Sabato, 21 Settembre, 2019

Google, tre app per fotografi creativi

MEIZU-logo Google, tre app per fotografi creativi
Acerboni Ferdinando | 14 Dicembre, 2017, 15:30

Merito delle applicazioni dell'intelligenza artificiale, del progresso, della ricerca, ma anche della volontà di divertirsi e far divertire gli utenti con la fotocamera del proprio smartphone, sta di fatto che gli sviluppatori di Google non perdono occasione per sfornare novità.

Storyboard (solo Android) - trasforma facilmente i video in fumetti a una pagina, disponibile al seguente link.

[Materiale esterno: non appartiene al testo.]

//! Integration tests for avgraph-config.
//!
//! These tests go from TOML files on disk to stages moving buffers.

use std::sync::{Arc, mpsc};

use avgraph_config::{ConfigError, FormatConfig, StageConfig, VideoFormat};
use avgraph_core::{GraphState, OutputEvent, StageEvent, formats};
use avgraph_engine::PixelFormat;
use avgraph_engine::routing::RoutingEngine;
use avgraph_media::BufferAllocator;
use tempfile::TempDir;

fn split_config() -> StageConfig {
    let mut config = StageConfig::new("[cam]split[left][right]").with_option("threads", "2");
    config.add_input(
        "cam",
        Some(FormatConfig::Video(
            VideoFormat::new("nv12", 64, 48).with_frame_rate("25"),
        )),
    );
    config.add_output("left");
    config.add_output("right");
    config
}

/// A config saved into a missing directory loads back unchanged.
#[test]
fn save_creates_directories_and_loads_back() {
    let dir = TempDir::new().unwrap();
    let path = dir.path().join("stages").join("split.toml");

    let config = split_config();
    config.save(&path).unwrap();
    assert!(path.exists());

    let loaded = StageConfig::load(&path).unwrap();
    assert_eq!(loaded, config);
}

/// A loaded config builds a stage that feeds both outputs.
#[test]
fn loaded_config_moves_buffers() {
    let dir = TempDir::new().unwrap();
    let path = dir.path().join("split.toml");
    split_config().save(&path).unwrap();

    let mut built = StageConfig::load(&path)
        .unwrap()
        .build(Arc::new(RoutingEngine::new()))
        .unwrap();
    assert_eq!(built.stage.graph_state(), GraphState::Configured);
    assert!(built.stage.take_events().contains(&StageEvent::SyncAcquired));

    let alloc = BufferAllocator::new();
    built.stage.set_allocator(alloc.clone());
    let mut receivers = Vec::new();
    for id in built.outputs.values() {
        let (tx, rx) = mpsc::channel();
        built.stage.attach_output(*id, Box::new(tx)).unwrap();
        receivers.push(rx);
    }

    let planes = formats::pixel_planes(PixelFormat::Nv12).unwrap();
    for i in 0..3u64 {
        let mut buffer = alloc.picture(64, 48, &planes).build();
        buffer.attrs.pts_prog = Some(i * 1_080_000);
        built.stage.push_input(built.inputs["cam"], buffer).unwrap();
    }

    for rx in receivers {
        let delivered = rx
            .try_iter()
            .filter(|e| matches!(e, OutputEvent::Buffer(_)))
            .count();
        assert_eq!(delivered, 3);
    }
}

/// Missing files report their path.
#[test]
fn missing_file_is_a_read_error() {
    let dir = TempDir::new().unwrap();
    let path = dir.path().join("absent.toml");
    let err = StageConfig::load(&path).unwrap_err();
    assert!(matches!(err, ConfigError::ReadFile { .. }));
    assert!(err.to_string().contains("absent.toml"));
}

/// Broken TOML is a parse error, not a panic.
#[test]
fn malformed_toml_is_a_parse_error() {
    let dir = TempDir::new().unwrap();
    let path = dir.path().join("broken.toml");
    std::fs::write(&path, "description = [unterminated").unwrap();
    assert!(matches!(
        StageConfig::load(&path),
        Err(ConfigError::TomlParse(_))
    ));
}

/// An output the description never mentions leaves the graph absent and
/// says why through an event.
#[test]
fn stray_output_is_reported_as_an_event() {
    let mut config = split_config();
    config.add_output("extra");
    let mut built = config.build(Arc::new(RoutingEngine::new())).unwrap();
    assert_eq!(built.stage.graph_state(), GraphState::Absent);
    assert!(
        built
            .stage
            .take_events()
            .iter()
            .any(|e| matches!(e, StageEvent::GraphFailed { message, .. } if message.contains("extra")))
    );
}

/// Until every labelled output has a pad the graph simply waits.
#[test]
fn missing_output_pad_waits_quietly() {
    let mut config = split_config();
    config.outputs.pop();
    let mut built = config.build(Arc::new(RoutingEngine::new())).unwrap();
    assert_eq!(built.stage.graph_state(), GraphState::Absent);
    assert!(
        !built
            .stage
            .take_events()
            .iter()
            .any(|e| matches!(e, StageEvent::GraphFailed { .. }))
    );

    let id = built.stage.add_output_pad("right").unwrap();
    assert!(built.stage.pad_is_bound(id));
    assert_eq!(built.stage.graph_state(), GraphState::Configured);
}
//! Stage-level events for the embedding pipeline.

use crate::error::{ErrorKind, StageError};
use crate::pad::PadId;

/// Something the embedding pipeline may want to react to.
#[derive(Debug, Clone, PartialEq, Eq)]
pub enum StageEvent {
    /// The graph is configured and data can flow.
    SyncAcquired,
    /// A configured graph was torn down.
    SyncLost,
    /// Building the graph failed; it is absent until the next change.
    GraphFailed {
        /// Error class.
        kind: ErrorKind,
        /// Diagnostic.
        message: String,
    },
    /// A buffer or frame was dropped.
    Error {
        /// Pad concerned, `None` for the implicit input and output.
        pad: Option<PadId>,
        /// Error class.
        kind: ErrorKind,
        /// Diagnostic.
        message: String,
    },
    /// An output advertises a larger latency.
    LatencyRaised {
        /// Pad concerned, `None` for the implicit output.
        pad: Option<PadId>,
        /// New latency in clock ticks.
        latency: u64,
    },
}

impl StageEvent {
    pub(crate) fn graph_failed(err: &StageError) -> Self {
        StageEvent::GraphFailed {
            kind: err.kind(),
            message: err.to_string(),
        }
    }

    pub(crate) fn error(pad: Option<PadId>, err: &StageError) -> Self {
        StageEvent::Error {
            pad,
            kind: err.kind(),
            message: err.to_string(),
        }
    }
}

Google ha specificato che questo è solo un assaggio del' loro "Appsperiment" lasciando quindi intendere che arriveranno altre app a completare il progetto. Il software analizza il filmato che gli viene dato in pasto isolando i fotogrammi che ritiene salienti in base alla disposizione degli oggetti inquadrati; i fermo immagine vengono infine utilizzati come vignette e composti in una tavola da salvare in memoria o pubblicare online. L'app si accorge quando il soggetto è in posa e in quel momento scatta foto senza dover premere il pulsante.

La seconda app si chiama Scrubbies e consente agli utenti di manipolare la velocità e la direzione dei video "grattandoli" come se fossero i dischi di un DJ. La particolarità di questa app, che è disponibile sia su iOS che su Android, è che tutte le foto verranno salvate in bianco e nero.

Storyboard puo' essere scaricata sui dispositivi Android dal Play Store di Google, Scrubbies puo' essere scaricata sui dispositivi iOS dall'App Store di Apple, mentre Selfissimo! si trova su entrambi gli store. Dopo avere girato un breve video, si regola la riproduzione facendo scorrere due dita sul touchscreen dello smartphone.

Grazie al lavoro di algoritmi sempre più affinati nel riconoscere i dettagli fondamentali di un'immagine - analizzandola e individuandone non solo i settaggi e le caratteristiche tecniche ma anche il contenuto -, oggi è possibile scoprire nuovi modi di intendere la fotografia. Concretamente, i dispositivi Meizu importati dalla Cina continueranno a non avere preinstallati i servizi Google ed il Play Store.